Exercise details: Retype the data that follows, keeping every character the same.

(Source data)
•••••

//! CLI command handlers.
//!
//! Each handler returns `QueueResult<()>`; [`run_cli`] turns an error into a
//! message on stderr and exit code 1.

use serde::Serialize;
use std::path::Path;
use std::process::ExitCode;
use tracing::{error, info};

use super::output::{
    print_dd1k, print_fraction, print_help, print_json, print_mm, print_scenario_header,
    print_version,
};
use super::{Args, Command};
use crate::config::{AnalysisConfig, Scenario, ScenarioFile, ScenarioModel};
use crate::domains::{
    build_dd1k_with, mm_with, parse_rate, to_proper_fraction, Dd1kCharacteristics,
    MmCharacteristics,
};
use crate::error::{QueueError, QueueResult};

/// Main CLI entry point.
///
/// Dispatches to the appropriate command handler based on parsed arguments.
#[must_use]
pub fn run_cli(args: Args) -> ExitCode {
    let json = args.json;
    let outcome = match args.command {
        Command::Mm {
            service_rate,
            arrival_rate,
            servers,
            capacity,
        } => run_mm(
            &service_rate,
            &arrival_rate,
            &servers,
            capacity.as_deref(),
            json,
        ),
        Command::Dd1k {
            arrival_rate,
            service_rate,
            capacity,
            initial_customers,
            timeline,
        } => run_dd1k(
            &arrival_rate,
            &service_rate,
            &capacity,
            initial_customers.as_deref(),
            timeline,
            json,
        ),
        Command::Fraction { decimal } => run_fraction(&decimal, json),
        Command::Run { scenario_path } => run_scenarios(&scenario_path, json),
        Command::Help => {
            print_help();
            Ok(())
        }
        Command::Version => {
            print_version();
            Ok(())
        }
    };

    match outcome {
        Ok(()) => ExitCode::SUCCESS,
        Err(e) => {
            eprintln!("Error: {e}");
            ExitCode::from(1)
        }
    }
}

/// Parse a strictly positive integer argument.
///
/// # Errors
///
/// Returns an invalid-input error naming `parameter`.
pub fn parse_count(parameter: &str, text: &str) -> QueueResult<u64> {
    match text.trim().parse::<u64>() {
        Ok(value) if value > 0 => Ok(value),
        _ => Err(QueueError::invalid_input(parameter, "must be a positive integer")),
    }
}

fn parse_small_count(parameter: &str, text: &str) -> QueueResult<u32> {
    u32::try_from(parse_count(parameter, text)?)
        .map_err(|_| QueueError::invalid_input(parameter, "is too large"))
}

/// Run the 'mm' command.
///
/// # Errors
///
/// Returns an error for malformed inputs or a failed analysis.
pub fn run_mm(
    service_rate: &str,
    arrival_rate: &str,
    servers: &str,
    capacity: Option<&str>,
    json: bool,
) -> QueueResult<()> {
    let result = mm_with(
        parse_rate("μ", service_rate)?,
        parse_rate("λ", arrival_rate)?,
        parse_small_count("c", servers)?,
        capacity.map(|k| parse_small_count("K", k)).transpose()?,
        &AnalysisConfig::default(),
    )?;

    if json {
        print_json(&result)
    } else {
        print_mm(&result);
        Ok(())
    }
}

/// Run the 'dd1k' command.
///
/// # Errors
///
/// Returns an error for malformed inputs or a failed analysis.
pub fn run_dd1k(
    arrival_rate: &str,
    service_rate: &str,
    capacity: &str,
    initial_customers: Option<&str>,
    timeline: bool,
    json: bool,
) -> QueueResult<()> {
    let queue = build_dd1k_with(
        parse_rate("λ", arrival_rate)?,
        parse_rate("μ", service_rate)?,
        parse_count("K", capacity)?,
        initial_customers.map(|m| parse_count("M", m)).transpose()?,
        &AnalysisConfig::default(),
    )?;

    if json {
        print_json(&queue)
    } else {
        print_dd1k(&queue, timeline);
        Ok(())
    }
}

/// Run the 'fraction' command.
///
/// # Errors
///
/// Returns an error if the decimal is malformed or the expansion fails.
pub fn run_fraction(decimal: &str, json: bool) -> QueueResult<()> {
    let value = parse_rate("decimal", decimal)?;
    let fraction = to_proper_fraction(value)?;
    if json {
        print_json(&fraction)
    } else {
        print_fraction(value, &fraction);
        Ok(())
    }
}

/// Result of one scenario.
#[derive(Debug, Clone, PartialEq, Serialize)]
#[serde(tag = "model", rename_all = "lowercase")]
pub enum Analysis {
    /// M/M/c/K result.
    Mmck(MmCharacteristics),
    /// D/D/1/K result.
    Dd1k(Dd1kCharacteristics),
}

/// Named outcome of one scenario.
#[derive(Debug, Clone, PartialEq, Serialize)]
pub struct ScenarioReport {
    /// Scenario name (or its position when unnamed).
    pub name: String,
    /// The analysis, when it succeeded.
    #[serde(skip_serializing_if = "Option::is_none")]
    pub result: Option<Analysis>,
    /// The error message, when it failed.
    #[serde(skip_serializing_if = "Option::is_none")]
    pub error: Option<String>,
}

/// Analyze one scenario under a shared numeric policy.
///
/// # Errors
///
/// Returns the analysis error of the scenario.
pub fn analyze_scenario(scenario: &Scenario, config: &AnalysisConfig) -> QueueResult<Analysis> {
    match &scenario.model {
        ScenarioModel::Mmck {
            service_rate,
            arrival_rate,
            servers,
            capacity,
        } => mm_with(
            service_rate.value("μ")?,
            arrival_rate.value("λ")?,
            *servers,
            *capacity,
            config,
        )
        .map(Analysis::Mmck),
        ScenarioModel::Dd1k {
            arrival_rate,
            service_rate,
            capacity,
            initial_customers,
        } => build_dd1k_with(
            arrival_rate.value("λ")?,
            service_rate.value("μ")?,
            *capacity,
            *initial_customers,
            config,
        )
        .map(Analysis::Dd1k),
    }
}

/// Analyze every scenario of a file, in order.
#[must_use]
pub fn analyze_file(file: &ScenarioFile) -> Vec<ScenarioReport> {
    file.scenarios
        .iter()
        .enumerate()
        .map(|(index, scenario)| {
            let name = if scenario.name.is_empty() {
                format!("scenario {}", index + 1)
            } else {
                scenario.name.clone()
            };
            match analyze_scenario(scenario, &file.config) {
                Ok(analysis) => ScenarioReport {
                    name,
                    result: Some(analysis),
                    error: None,
                },
                Err(e) => {
                    error!(scenario = %name, error = %e, "scenario failed");
                    ScenarioReport {
                        name,
                        result: None,
                        error: Some(e.to_string()),
                    }
                }
            }
        })
        .collect()
}

/// Run the 'run' command.
///
/// # Errors
///
/// Returns an error if the file cannot be loaded or any scenario fails.
pub fn run_scenarios(path: &Path, json: bool) -> QueueResult<()> {
    let file = ScenarioFile::load(path)?;
    info!(
        path = %path.display(),
        scenarios = file.scenarios.len(),
        "running scenario file"
    );

    let reports = analyze_file(&file);
    if json {
        print_json(&reports)?;
    } else {
        for report in &reports {
            print_scenario_header(&report.name);
            match (&report.result, &report.error) {
                (Some(Analysis::Mmck(result)), _) => print_mm(result),
                (Some(Analysis::Dd1k(queue)), _) => print_dd1k(queue, false),
                (None, Some(message)) => println!("✗ {message}"),
                (None, None) => {}
            }
        }
    }

    let failed = reports.iter().filter(|r| r.error.is_some()).count();
    if failed == 0 {
        Ok(())
    } else {
        Err(QueueError::config(format!(
            "{failed} of {} scenarios failed",
            reports.len()
        )))
    }
}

•••••

Exercise response:
//! CLI command handlers.
//!
//! Each handler returns `QueueResult<()>`; [`run_cli`] turns an error into a
//! message on stderr and exit code 1.

use serde::Serialize;
use std::path::Path;
use std::process::ExitCode;
use tracing::{error, info};

use super::output::{
    print_dd1k, print_fraction, print_help, print_json, print_mm, print_scenario_header,
    print_version,
};
use super::{Args, Command};
use crate::config::{AnalysisConfig, Scenario, ScenarioFile, ScenarioModel};
use crate::domains::{
    build_dd1k_with, mm_with, parse_rate, to_proper_fraction, Dd1kCharacteristics,
    MmCharacteristics,
};
use crate::error::{QueueError, QueueResult};

/// Main CLI entry point.
///
/// Dispatches to the appropriate command handler based on parsed arguments.
#[must_use]
pub fn run_cli(args: Args) -> ExitCode {
    let json = args.json;
    let outcome = match args.command {
        Command::Mm {
            service_rate,
            arrival_rate,
            servers,
            capacity,
        } => run_mm(
            &service_rate,
            &arrival_rate,
            &servers,
            capacity.as_deref(),
            json,
        ),
        Command::Dd1k {
            arrival_rate,
            service_rate,
            capacity,
            initial_customers,
            timeline,
        } => run_dd1k(
            &arrival_rate,
            &service_rate,
            &capacity,
            initial_customers.as_deref(),
            timeline,
            json,
        ),
        Command::Fraction { decimal } => run_fraction(&decimal, json),
        Command::Run { scenario_path } => run_scenarios(&scenario_path, json),
        Command::Help => {
            print_help();
            Ok(())
        }
        Command::Version => {
            print_version();
            Ok(())
        }
    };

    match outcome {
        Ok(()) => ExitCode::SUCCESS,
        Err(e) => {
            eprintln!("Error: {e}");
            ExitCode::from(1)
        }
    }
}

/// Parse a strictly positive integer argument.
///
/// # Errors
///
/// Returns an invalid-input error naming `parameter`.
pub fn parse_count(parameter: &str, text: &str) -> QueueResult<u64> {
    match text.trim().parse::<u64>() {
        Ok(value) if value > 0 => Ok(value),
        _ => Err(QueueError::invalid_input(parameter, "must be a positive integer")),
    }
}

fn parse_small_count(parameter: &str, text: &str) -> QueueResult<u32> {
    u32::try_from(parse_count(parameter, text)?)
        .map_err(|_| QueueError::invalid_input(parameter, "is too large"))
}

/// Run the 'mm' command.
///
/// # Errors
///
/// Returns an error for malformed inputs or a failed analysis.
pub fn run_mm(
    service_rate: &str,
    arrival_rate: &str,
    servers: &str,
    capacity: Option<&str>,
    json: bool,
) -> QueueResult<()> {
    let result = mm_with(
        parse_rate("μ", service_rate)?,
        parse_rate("λ", arrival_rate)?,
        parse_small_count("c", servers)?,
        capacity.map(|k| parse_small_count("K", k)).transpose()?,
        &AnalysisConfig::default(),
    )?;

    if json {
        print_json(&result)
    } else {
        print_mm(&result);
        Ok(())
    }
}

/// Run the 'dd1k' command.
///
/// # Errors
///
/// Returns an error for malformed inputs or a failed analysis.
pub fn run_dd1k(
    arrival_rate: &str,
    service_rate: &str,
    capacity: &str,
    initial_customers: Option<&str>,
    timeline: bool,
    json: bool,
) -> QueueResult<()> {
    let queue = build_dd1k_with(
        parse_rate("λ", arrival_rate)?,
        parse_rate("μ", service_rate)?,
        parse_count("K", capacity)?,
        initial_customers.map(|m| parse_count("M", m)).transpose()?,
        &AnalysisConfig::default(),
    )?;

    if json {
        print_json(&queue)
    } else {
        print_dd1k(&queue, timeline);
        Ok(())
    }
}

/// Run the 'fraction' command.
///
/// # Errors
///
/// Returns an error if the decimal is malformed or the expansion fails.
pub fn run_fraction(decimal: &str, json: bool) -> QueueResult<()> {
    let value = parse_rate("decimal", decimal)?;
    let fraction = to_proper_fraction(value)?;
    if json {
        print_json(&fraction)
    } else {
        print_fraction(value, &fraction);
        Ok(())
    }
}

/// Result of one scenario.
#[derive(Debug, Clone, PartialEq, Serialize)]
#[serde(tag = "model", rename_all = "lowercase")]
pub enum Analysis {
    /// M/M/c/K result.
    Mmck(MmCharacteristics),
    /// D/D/1/K result.
    Dd1k(Dd1kCharacteristics),
}

/// Named outcome of one scenario.
#[derive(Debug, Clone, PartialEq, Serialize)]
pub struct ScenarioReport {
    /// Scenario name (or its position when unnamed).
    pub name: String,
    /// The analysis, when it succeeded.
    #[serde(skip_serializing_if = "Option::is_none")]
    pub result: Option<Analysis>,
    /// The error message, when it failed.
    #[serde(skip_serializing_if = "Option::is_none")]
    pub error: Option<String>,
}

/// Analyze one scenario under a shared numeric policy.
///
/// # Errors
///
/// Returns the analysis error of the scenario.
pub fn analyze_scenario(scenario: &Scenario, config: &AnalysisConfig) -> QueueResult<Analysis> {
    match &scenario.model {
        ScenarioModel::Mmck {
            service_rate,
            arrival_rate,
            servers,
            capacity,
        } => mm_with(
            service_rate.value("μ")?,
            arrival_rate.value("λ")?,
            *servers,
            *capacity,
            config,
        )
        .map(Analysis::Mmck),
        ScenarioModel::Dd1k {
            arrival_rate,
            service_rate,
            capacity,
            initial_customers,
        } => build_dd1k_with(
            arrival_rate.value("λ")?,
            service_rate.value("μ")?,
            *capacity,
            *initial_customers,
            config,
        )
        .map(Analysis::Dd1k),
    }
}

/// Analyze every scenario of a file, in order.
#[must_use]
pub fn analyze_file(file: &ScenarioFile) -> Vec<ScenarioReport> {
    file.scenarios
        .iter()
        .enumerate()
        .map(|(index, scenario)| {
            let name = if scenario.name.is_empty() {
                format!("scenario {}", index + 1)
            } else {
                scenario.name.clone()
            };
            match analyze_scenario(scenario, &file.config) {
                Ok(analysis) => ScenarioReport {
                    name,
                    result: Some(analysis),
                    error: None,
                },
                Err(e) => {
                    error!(scenario = %name, error = %e, "scenario failed");
                    ScenarioReport {
                        name,
                        result: None,
                        error: Some(e.to_string()),
                    }
                }
            }
        })
        .collect()
}

/// Run the 'run' command.
///
/// # Errors
///
/// Returns an error if the file cannot be loaded or any scenario fails.
pub fn run_scenarios(path: &Path, json: bool) -> QueueResult<()> {
    let file = ScenarioFile::load(path)?;
    info!(
        path = %path.display(),
        scenarios = file.scenarios.len(),
        "running scenario file"
    );

    let reports = analyze_file(&file);
    if json {
        print_json(&reports)?;
    } else {
        for report in &reports {
            print_scenario_header(&report.name);
            match (&report.result, &report.error) {
                (Some(Analysis::Mmck(result)), _) => print_mm(result),
                (Some(Analysis::Dd1k(queue)), _) => print_dd1k(queue, false),
                (None, Some(message)) => println!("✗ {message}"),
                (None, None) => {}
            }
        }
    }

    let failed = reports.iter().filter(|r| r.error.is_some()).count();
    if failed == 0 {
        Ok(())
    } else {
        Err(QueueError::config(format!(
            "{failed} of {} scenarios failed",
            reports.len()
        )))
    }
}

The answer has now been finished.